Operation Manual
ILLUSTRATOR CS3
Handboek
184
Zie ook
“Paden, segmenten en ankerpunten selecteren” op pagina 67
Selectievoorkeuren opgeven
Het selecteren van paden en punten in complexe afbeeldingen kan behoorlijk lastig zijn. Met de voorkeuren in Weergave
selectie en anker kunt u de tolerantie voor pixelselectie opgeven en andere opties instellen waarmee u binnen een bepaald
document makkelijker kunt selecteren.
1 Kies Bewerken > Voorkeuren > Weergave selectie en anker (Windows) of Illustrator > Voorkeuren > Weergave selectie
en anker (Mac OS).
2 Geef een van de volgende selectievoorkeuren op:
Tolerantie Hiermee geeft u het pixelbereik op voor het selecteren van ankerpunten.

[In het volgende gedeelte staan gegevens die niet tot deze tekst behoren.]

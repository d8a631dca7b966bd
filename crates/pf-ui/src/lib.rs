//! postfeed/crates/pf-ui/src/lib.rs
//!
//! Presentation of one post unit: content fragments, the interactive
//! `PostView` and the askama templates that turn them into HTML.

pub mod content;
pub mod page;
pub mod view;

pub use content::{render_block, render_content, Fragment, FragmentKind, PLACEHOLDER_HREF};
pub use page::{render_page, FeedPage};
pub use view::{AvatarProps, EventOutcome, PostDisplay, PostEvent, PostTemplate, PostView, ViewOptions};
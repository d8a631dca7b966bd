//! # Date formatting
//!
//! Absolute and relative publication labels, fixed to Brazilian Portuguese.
//! Everything here is pure: the caller supplies "now".

use chrono::{DateTime, Datelike, FixedOffset, SecondsFormat, Timelike, Utc};

const MONTHS_PT_BR: [&str; 12] = [
    "janeiro", "fevereiro", "março", "abril", "maio", "junho",
    "julho", "agosto", "setembro", "outubro", "novembro", "dezembro",
];

const MINUTES_IN_DAY: i64 = 1_440;
const MINUTES_IN_ALMOST_TWO_DAYS: i64 = 2_520;
const MINUTES_IN_MONTH: i64 = 43_200;
const MINUTES_IN_TWO_MONTHS: i64 = 86_400;

/// `"16 de junho às 09:00h"`, using the wall time of the instant's own offset.
pub fn format(instant: DateTime<FixedOffset>) -> String {
    format!(
        "{} de {} às {:02}:{:02}h",
        instant.day(),
        MONTHS_PT_BR[instant.month0() as usize],
        instant.hour(),
        instant.minute(),
    )
}

/// UTC timestamp with millisecond precision, for machine-readable attributes.
pub fn iso(instant: DateTime<FixedOffset>) -> String {
    instant
        .with_timezone(&Utc)
        .to_rfc3339_opts(SecondsFormat::Millis, true)
}

/// `"há 3 dias"` for past instants, `"em 3 dias"` for future ones.
pub fn relative(instant: DateTime<FixedOffset>, now: DateTime<Utc>) -> String {
    let instant = instant.with_timezone(&Utc);
    let future = instant > now;
    let (earlier, later) = if future { (now, instant) } else { (instant, now) };

    let words = Distance::between(earlier, later).to_pt_br();
    if future {
        format!("em {words}")
    } else {
        format!("há {words}")
    }
}

/// Coarse bucket for the gap between two instants.
#[derive(Debug, Clone, Copy, PartialEq, Eq)]
pub enum Distance {
    LessThanAMinute,
    Minutes(i64),
    AboutHours(i64),
    Days(i64),
    AboutMonths(i64),
    Months(i64),
    AboutYears(i64),
    OverYears(i64),
    AlmostYears(i64),
}

impl Distance {
    /// `earlier` must not be after `later`.
    pub fn between(earlier: DateTime<Utc>, later: DateTime<Utc>) -> Self {
        let seconds = (later - earlier).num_seconds();
        let minutes = round_div(seconds, 60);

        if minutes < 2 {
            return if minutes == 0 {
                Self::LessThanAMinute
            } else {
                Self::Minutes(1)
            };
        }
        if minutes < 45 {
            return Self::Minutes(minutes);
        }
        if minutes < 90 {
            return Self::AboutHours(1);
        }
        if minutes < MINUTES_IN_DAY {
            return Self::AboutHours(round_div(minutes, 60));
        }
        if minutes < MINUTES_IN_ALMOST_TWO_DAYS {
            return Self::Days(1);
        }
        if minutes < MINUTES_IN_MONTH {
            return Self::Days(round_div(minutes, MINUTES_IN_DAY));
        }
        if minutes < MINUTES_IN_TWO_MONTHS {
            return Self::AboutMonths(round_div(minutes, MINUTES_IN_MONTH));
        }

        let months = calendar_months(earlier, later);
        if months < 12 {
            return Self::Months(round_div(minutes, MINUTES_IN_MONTH));
        }

        let years = months / 12;
        match months % 12 {
            0..=2 => Self::AboutYears(years),
            3..=8 => Self::OverYears(years),
            _ => Self::AlmostYears(years + 1),
        }
    }

    pub fn to_pt_br(self) -> String {
        match self {
            Self::LessThanAMinute => "menos de um minuto".to_string(),
            Self::Minutes(n) => counted(n, "minuto", "minutos"),
            Self::AboutHours(n) => format!("cerca de {}", counted(n, "hora", "horas")),
            Self::Days(n) => counted(n, "dia", "dias"),
            Self::AboutMonths(n) => format!("cerca de {}", counted(n, "mês", "meses")),
            Self::Months(n) => counted(n, "mês", "meses"),
            Self::AboutYears(n) => format!("cerca de {}", counted(n, "ano", "anos")),
            Self::OverYears(n) => format!("mais de {}", counted(n, "ano", "anos")),
            Self::AlmostYears(n) => format!("quase {}", counted(n, "ano", "anos")),
        }
    }
}

fn counted(n: i64, one: &str, many: &str) -> String {
    if n == 1 {
        format!("1 {one}")
    } else {
        format!("{n} {many}")
    }
}

/// Half-up integer division for non-negative operands.
fn round_div(value: i64, by: i64) -> i64 {
    (value + by / 2) / by
}

/// Whole calendar months from `earlier` to `later`; a trailing partial month does not count.
fn calendar_months(earlier: DateTime<Utc>, later: DateTime<Utc>) -> i64 {
    let mut months = i64::from(later.year() - earlier.year()) * 12
        + i64::from(later.month()) - i64::from(earlier.month());
    if months > 0 && (later.day(), later.time()) < (earlier.day(), earlier.time()) {
        months -= 1;
    }
    months
}
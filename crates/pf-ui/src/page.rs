//! The feed page: already-rendered posts inside one document.

use askama::Template;
use pf_core::{AppError, Result};

#[derive(Template)]
#[template(path = "page.html")]
pub struct FeedPage<'a> {
    pub title: &'a str,
    /// Post markup from `PostView::render_html`, inserted unescaped
    pub posts: &'a [String],
}

pub fn render_page(title: &str, posts: &[String]) -> Result<String> {
    FeedPage { title, posts }
        .render()
        .map_err(|e| AppError::Render(e.to_string()))
}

Hoe hoger de waarde, des te groter het
gebied rond een ankerpunt waarop u kunt klikken om het te selecteren.
Objectselectie alleen volgens pad Hiermee geeft u aan of u een gevuld object kunt selecteren door op een willekeurig punt
in het object te klikken, of dat u op een pad moet klikken.
Magnetisch punt Hiermee geeft u aan of objecten magnetisch op ankerpunten en hulplijnen moeten worden geplaatst.
Geef aan tot op welke afstand objecten magnetisch worden geplaatst op ankerpunten en hulplijnen.
Zie ook
“Gevulde objecten selecteren” op pagina 187
“Voorkeuren voor ankerpuntgrootte opgeven” op pagina 54
Groepen en sublagen isoleren
In de isolatiemodus worden groepen of sublagen geïsoleerd, zodat u bepaalde objecten of delen van objecten eenvoudig
kunt selecteren en bewerken. Als u gebruikmaakt van de isolatiemodus, hoeft u geen rekening te houden met de laag waarin
een object zich bevindt en is het ook niet nodig om de objecten die u niet wilt bewerken, handmatig te vergrendelen of te
verbergen: alle overige objecten worden automatisch vergrendeld, zodat u alleen de objecten in de geïsoleerde groep kunt
bewerken.
Een geïsoleerde groep of sublaag wordt in kleur weergegeven, terwijl de rest van de illustratie in grijs wordt weergegeven.
Langs de bovenkant van het illustratievenster verschijnt de isolatiemodusbalk. Deze wordt van de rest gescheiden door een
lijn in de kleur van de laag van de geïsoleerde groep of in de kleur van de geïsoleerde sublaag. De naam en locatie van de
geïsoleerde groep of sublaag (ook wel kruimelpad genoemd) worden weergegeven in de isolatiemodusbalk.
Opmerking: Als u de definitie van een symbool bewerkt, wordt het symbool in de isolatiemodus weergegeven. (Zie “Een
symbool bewerken of opnieuw definiëren” op pagina 84.)